Exercise aim:
Repeat exactly, and only, the lines below starting at the line that contains "repository 04a9685f24fa515e" and ending at the line that contains "pub async fn audit(&self, address: &str, params: &QueryParams)", inclusive of both.
-- Input data follows --
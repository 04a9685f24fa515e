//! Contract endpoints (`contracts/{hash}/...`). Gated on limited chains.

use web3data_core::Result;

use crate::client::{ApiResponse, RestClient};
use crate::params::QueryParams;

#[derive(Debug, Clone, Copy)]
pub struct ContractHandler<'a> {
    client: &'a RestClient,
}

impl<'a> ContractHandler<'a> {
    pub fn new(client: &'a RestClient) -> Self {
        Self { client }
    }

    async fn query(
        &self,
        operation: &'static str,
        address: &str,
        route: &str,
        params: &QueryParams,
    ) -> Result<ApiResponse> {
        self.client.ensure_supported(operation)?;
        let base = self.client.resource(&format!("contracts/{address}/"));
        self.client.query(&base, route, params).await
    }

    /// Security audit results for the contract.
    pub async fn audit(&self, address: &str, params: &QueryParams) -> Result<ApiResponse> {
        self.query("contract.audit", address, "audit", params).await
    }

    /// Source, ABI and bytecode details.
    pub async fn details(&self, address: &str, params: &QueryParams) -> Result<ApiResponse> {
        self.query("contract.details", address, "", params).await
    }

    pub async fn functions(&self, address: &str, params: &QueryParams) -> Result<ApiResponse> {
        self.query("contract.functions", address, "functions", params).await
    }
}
-- Input data concluded --
-- Input data follows --
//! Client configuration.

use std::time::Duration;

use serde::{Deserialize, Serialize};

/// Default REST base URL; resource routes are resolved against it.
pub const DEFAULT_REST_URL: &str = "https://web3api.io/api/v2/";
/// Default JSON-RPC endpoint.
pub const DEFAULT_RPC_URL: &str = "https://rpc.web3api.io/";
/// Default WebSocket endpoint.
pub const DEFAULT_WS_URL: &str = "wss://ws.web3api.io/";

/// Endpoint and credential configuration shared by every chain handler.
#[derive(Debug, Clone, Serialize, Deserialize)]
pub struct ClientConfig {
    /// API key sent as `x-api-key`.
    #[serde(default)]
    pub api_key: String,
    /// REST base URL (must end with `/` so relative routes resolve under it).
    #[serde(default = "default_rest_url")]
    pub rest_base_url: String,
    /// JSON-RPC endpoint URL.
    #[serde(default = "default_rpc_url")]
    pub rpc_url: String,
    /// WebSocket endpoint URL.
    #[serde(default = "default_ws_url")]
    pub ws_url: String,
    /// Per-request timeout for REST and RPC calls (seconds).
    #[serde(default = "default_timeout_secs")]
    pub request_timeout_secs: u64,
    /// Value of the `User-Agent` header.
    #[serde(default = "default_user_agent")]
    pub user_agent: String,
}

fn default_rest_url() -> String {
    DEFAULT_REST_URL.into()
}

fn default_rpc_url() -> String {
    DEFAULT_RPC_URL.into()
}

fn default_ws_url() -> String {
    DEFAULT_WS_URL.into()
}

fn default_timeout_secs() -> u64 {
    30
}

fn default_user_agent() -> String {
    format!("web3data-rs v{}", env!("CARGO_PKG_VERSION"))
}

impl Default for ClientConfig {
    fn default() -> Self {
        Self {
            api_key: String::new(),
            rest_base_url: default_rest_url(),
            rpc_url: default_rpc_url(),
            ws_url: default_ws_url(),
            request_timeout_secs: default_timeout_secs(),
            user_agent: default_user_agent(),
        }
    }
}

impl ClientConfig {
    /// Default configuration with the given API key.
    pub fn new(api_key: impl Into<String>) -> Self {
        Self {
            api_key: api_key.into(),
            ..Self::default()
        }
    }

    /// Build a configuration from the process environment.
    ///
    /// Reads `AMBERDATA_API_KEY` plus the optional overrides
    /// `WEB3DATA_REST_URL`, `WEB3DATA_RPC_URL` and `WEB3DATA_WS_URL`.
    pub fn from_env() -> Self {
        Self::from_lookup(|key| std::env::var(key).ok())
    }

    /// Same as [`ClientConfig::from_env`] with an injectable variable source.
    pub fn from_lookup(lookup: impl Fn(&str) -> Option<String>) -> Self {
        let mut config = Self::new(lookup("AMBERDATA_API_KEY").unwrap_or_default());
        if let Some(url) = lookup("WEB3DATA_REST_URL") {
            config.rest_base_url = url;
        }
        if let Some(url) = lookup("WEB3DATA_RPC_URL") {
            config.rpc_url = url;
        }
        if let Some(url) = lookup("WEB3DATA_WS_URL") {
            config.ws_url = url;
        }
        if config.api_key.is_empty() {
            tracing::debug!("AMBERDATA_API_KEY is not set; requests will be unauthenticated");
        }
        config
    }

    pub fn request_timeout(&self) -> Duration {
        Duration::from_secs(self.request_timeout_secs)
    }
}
-- Input data concluded --
Solution to this problem:
repository 04a9685f24fa515e
//! Contract endpoints (`contracts/{hash}/...`). Gated on limited chains.

use web3data_core::Result;

use crate::client::{ApiResponse, RestClient};
use crate::params::QueryParams;

#[derive(Debug, Clone, Copy)]
pub struct ContractHandler<'a> {
    client: &'a RestClient,
}

impl<'a> ContractHandler<'a> {
    pub fn new(client: &'a RestClient) -> Self {
        Self { client }
    }

    async fn query(
        &self,
        operation: &'static str,
        address: &str,
        route: &str,
        params: &QueryParams,
    ) -> Result<ApiResponse> {
        self.client.ensure_supported(operation)?;
        let base = self.client.resource(&format!("contracts/{address}/"));
        self.client.query(&base, route, params).await
    }

    /// Security audit results for the contract.
    pub async fn audit(&self, address: &str, params: &QueryParams) -> Result<ApiResponse> {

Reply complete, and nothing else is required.